● **TRY IT**
Give back the data below exactly, with every line kept the same.

● **DATA TO PROCESS**
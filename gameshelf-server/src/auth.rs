use std::convert::Infallible;

use axum::{
    async_trait,
    extract::FromRequestParts,
    http::{header, request::Parts, StatusCode},
    routing::{get, post},
    Json,
};
use gameshelf_library::{AuthError, Claims, Credentials, DatabaseError, NewPlainUser, UpdatedUser};

use crate::{
    errors::{ServerError, ServerResult},
    schemas::{LoginSchema, ProfileSchema, RegisterSchema, ValidatedJson},
    serialized::{AuthResult, ErrorBody, ToSerialized, UserResult},
    Router, ServerContext,
};

/// The verified claims of the bearer token sent with the request
pub struct Session(Claims);

impl Session {
    /// Returns the id of the authenticated user
    pub fn user_id(&self) -> &str {
        &self.0.sub
    }
}

/// Like [Session], but requests without a valid token are let through
pub struct MaybeSession(pub Option<Session>);

/// Returns the raw Authorization value, or an error if it isn't a bearer token
fn bearer_token(parts: &Parts) -> Option<Result<&str, ServerError>> {
    let value = parts
        .headers
        .get(header::AUTHORIZATION)
        .and_then(|x| x.to_str().ok())?;

    let parts: Vec<_> = value.split_ascii_whitespace().collect();

    match parts.as_slice() {
        ["Bearer", token] => Some(Ok(*token)),
        _ => Some(Err(ServerError::Unauthorized(
            "Authorization must be Bearer".to_string(),
        ))),
    }
}

#[async_trait]
impl FromRequestParts<ServerContext> for Session {
    type Rejection = ServerError;

    async fn from_request_parts(
        parts: &mut Parts,
        state: &ServerContext,
    ) -> Result<Self, Self::Rejection> {
        let token = bearer_token(parts).ok_or(ServerError::Unauthorized(
            "No token provided, please log in".to_string(),
        ))??;

        let claims = state.shelf.tokens.verify(token)?;

        Ok(Self(claims))
    }
}

#[async_trait]
impl FromRequestParts<ServerContext> for MaybeSession {
    type Rejection = Infallible;

    async fn from_request_parts(
        parts: &mut Parts,
        state: &ServerContext,
    ) -> Result<Self, Self::Rejection> {
        let token = bearer_token(parts).and_then(Result::ok);
        let claims = state.shelf.tokens.verify_optional(token);

        Ok(Self(claims.map(Session)))
    }
}

#[utoipa::path(
    post,
    path = "/api/auth/register",
    tag = "auth",
    request_body = RegisterSchema,
    responses(
        (status = 201, body = AuthResult),
        (status = 400, body = ErrorBody, description = "Invalid data or user already registered")
    )
)]
async fn register(
    context: ServerContext,
    ValidatedJson(body): ValidatedJson<RegisterSchema>,
) -> ServerResult<(StatusCode, Json<AuthResult>)> {
    if body.password != body.password_confirm {
        return Err(ServerError::validation("Passwords do not match"));
    }

    let user = context
        .shelf
        .auth
        .register(NewPlainUser {
            username: body.username,
            email: body.email,
            password: body.password,
        })
        .await
        .map_err(|e| match e {
            AuthError::Db(DatabaseError::Conflict { .. }) => {
                ServerError::validation("User already registered")
            }
            e => e.into(),
        })?;

    let token = context.shelf.tokens.issue(&user.id, &user.username)?;

    Ok((
        StatusCode::CREATED,
        Json(AuthResult {
            success: true,
            message: "User registered".to_string(),
            token,
            user: user.to_serialized(),
        }),
    ))
}

#[utoipa::path(
    post,
    path = "/api/auth/login",
    tag = "auth",
    request_body = LoginSchema,
    responses(
        (status = 200, body = AuthResult),
        (status = 401, body = ErrorBody, description = "Invalid credentials")
    )
)]
async fn login(
    context: ServerContext,
    ValidatedJson(body): ValidatedJson<LoginSchema>,
) -> ServerResult<Json<AuthResult>> {
    let user = context
        .shelf
        .auth
        .login(Credentials {
            identifier: body.email,
            password: body.password,
        })
        .await?;

    let token = context.shelf.tokens.issue(&user.id, &user.username)?;

    Ok(Json(AuthResult {
        success: true,
        message: "Logged in".to_string(),
        token,
        user: user.to_serialized(),
    }))
}

#[utoipa::path(
    get,
    path = "/api/auth/me",
    tag = "auth",
    security(
        ("BearerAuth" = [])
    ),
    responses(
        (status = 200, body = UserResult),
        (status = 401, body = ErrorBody)
    )
)]
async fn me(session: Session, context: ServerContext) -> ServerResult<Json<UserResult>> {
    let user = context.shelf.auth.user_by_id(session.user_id()).await?;

    Ok(Json(UserResult {
        success: true,
        user: user.to_serialized(),
    }))
}

#[utoipa::path(
    patch,
    path = "/api/auth/me",
    tag = "auth",
    request_body = ProfileSchema,
    security(
        ("BearerAuth" = [])
    ),
    responses(
        (status = 200, body = UserResult),
        (status = 400, body = ErrorBody),
        (status = 401, body = ErrorBody)
    )
)]
async fn update_me(
    session: Session,
    context: ServerContext,
    ValidatedJson(body): ValidatedJson<ProfileSchema>,
) -> ServerResult<Json<UserResult>> {
    let user = context
        .shelf
        .auth
        .update_profile(UpdatedUser {
            id: session.user_id().to_string(),
            avatar: body.avatar,
            bio: body.bio,
            is_public: body.is_public,
        })
        .await?;

    Ok(Json(UserResult {
        success: true,
        user: user.to_serialized(),
    }))
}

pub fn router() -> Router {
    Router::new()
        .route("/register", post(register))
        .route("/login", post(login))
        .route("/me", get(me).patch(update_me))
}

● **REPLY TO THE EXERCISE**
filename gameshelf-server/src/auth.rs
use std::convert::Infallible;

use axum::{
    async_trait,
    extract::FromRequestParts,
    http::{header, request::Parts, StatusCode},
    routing::{get, post},
    Json,
};
use gameshelf_library::{AuthError, Claims, Credentials, DatabaseError, NewPlainUser, UpdatedUser};

use crate::{
    errors::{ServerError, ServerResult},
    schemas::{LoginSchema, ProfileSchema, RegisterSchema, ValidatedJson},
    serialized::{AuthResult, ErrorBody, ToSerialized, UserResult},
    Router, ServerContext,
};

/// The verified claims of the bearer token sent with the request
pub struct Session(Claims);

impl Session {
    /// Returns the id of the authenticated user
    pub fn user_id(&self) -> &str {
        &self.0.sub
    }
}

/// Like [Session], but requests without a valid token are let through
pub struct MaybeSession(pub Option<Session>);

/// Returns the raw Authorization value, or an error if it isn't a bearer token
fn bearer_token(parts: &Parts) -> Option<Result<&str, ServerError>> {
    let value = parts
        .headers
        .get(header::AUTHORIZATION)
        .and_then(|x| x.to_str().ok())?;

    let parts: Vec<_> = value.split_ascii_whitespace().collect();

    match parts.as_slice() {
        ["Bearer", token] => Some(Ok(*token)),
        _ => Some(Err(ServerError::Unauthorized(
            "Authorization must be Bearer".to_string(),
        ))),
    }
}

#[async_trait]
impl FromRequestParts<ServerContext> for Session {
    type Rejection = ServerError;

    async fn from_request_parts(
        parts: &mut Parts,
        state: &ServerContext,
    ) -> Result<Self, Self::Rejection> {
        let token = bearer_token(parts).ok_or(ServerError::Unauthorized(
            "No token provided, please log in".to_string(),
        ))??;

        let claims = state.shelf.tokens.verify(token)?;

        Ok(Self(claims))
    }
}

#[async_trait]
impl FromRequestParts<ServerContext> for MaybeSession {
    type Rejection = Infallible;

    async fn from_request_parts(
        parts: &mut Parts,
        state: &ServerContext,
    ) -> Result<Self, Self::Rejection> {
        let token = bearer_token(parts).and_then(Result::ok);
        let claims = state.shelf.tokens.verify_optional(token);

        Ok(Self(claims.map(Session)))
    }
}

#[utoipa::path(
    post,
    path = "/api/auth/register",
    tag = "auth",
    request_body = RegisterSchema,
    responses(
        (status = 201, body = AuthResult),
        (status = 400, body = ErrorBody, description = "Invalid data or user already registered")
    )
)]
async fn register(
    context: ServerContext,
    ValidatedJson(body): ValidatedJson<RegisterSchema>,
) -> ServerResult<(StatusCode, Json<AuthResult>)> {
    if body.password != body.password_confirm {
        return Err(ServerError::validation("Passwords do not match"));
    }

    let user = context
        .shelf
        .auth
        .register(NewPlainUser {
            username: body.username,
            email: body.email,
            password: body.password,
        })
        .await
        .map_err(|e| match e {
            AuthError::Db(DatabaseError::Conflict { .. }) => {
                ServerError::validation("User already registered")
            }
            e => e.into(),
        })?;

    let token = context.shelf.tokens.issue(&user.id, &user.username)?;

    Ok((
        StatusCode::CREATED,
        Json(AuthResult {
            success: true,
            message: "User registered".to_string(),
            token,
            user: user.to_serialized(),
        }),
    ))
}

#[utoipa::path(
    post,
    path = "/api/auth/login",
    tag = "auth",
    request_body = LoginSchema,
    responses(
        (status = 200, body = AuthResult),
        (status = 401, body = ErrorBody, description = "Invalid credentials")
    )
)]
async fn login(
    context: ServerContext,
    ValidatedJson(body): ValidatedJson<LoginSchema>,
) -> ServerResult<Json<AuthResult>> {
    let user = context
        .shelf
        .auth
        .login(Credentials {
            identifier: body.email,
            password: body.password,
        })
        .await?;

    let token = context.shelf.tokens.issue(&user.id, &user.username)?;

    Ok(Json(AuthResult {
        success: true,
        message: "Logged in".to_string(),
        token,
        user: user.to_serialized(),
    }))
}

#[utoipa::path(
    get,
    path = "/api/auth/me",
    tag = "auth",
    security(
        ("BearerAuth" = [])
    ),
    responses(
        (status = 200, body = UserResult),
        (status = 401, body = ErrorBody)
    )
)]
async fn me(session: Session, context: ServerContext) -> ServerResult<Json<UserResult>> {
    let user = context.shelf.auth.user_by_id(session.user_id()).await?;

    Ok(Json(UserResult {
        success: true,
        user: user.to_serialized(),
    }))
}

#[utoipa::path(
    patch,
    path = "/api/auth/me",
    tag = "auth",
    request_body = ProfileSchema,
    security(
        ("BearerAuth" = [])
    ),
    responses(
        (status = 200, body = UserResult),
        (status = 400, body = ErrorBody),
        (status = 401, body = ErrorBody)
    )
)]
async fn update_me(
    session: Session,
    context: ServerContext,
    ValidatedJson(body): ValidatedJson<ProfileSchema>,
) -> ServerResult<Json<UserResult>> {
    let user = context
        .shelf
        .auth
        .update_profile(UpdatedUser {
            id: session.user_id().to_string(),
            avatar: body.avatar,
            bio: body.bio,
            is_public: body.is_public,
        })
        .await?;

    Ok(Json(UserResult {
        success: true,
        user: user.to_serialized(),
    }))
}

pub fn router() -> Router {
    Router::new()
        .route("/register", post(register))
        .route("/login", post(login))
        .route("/me", get(me).patch(update_me))
}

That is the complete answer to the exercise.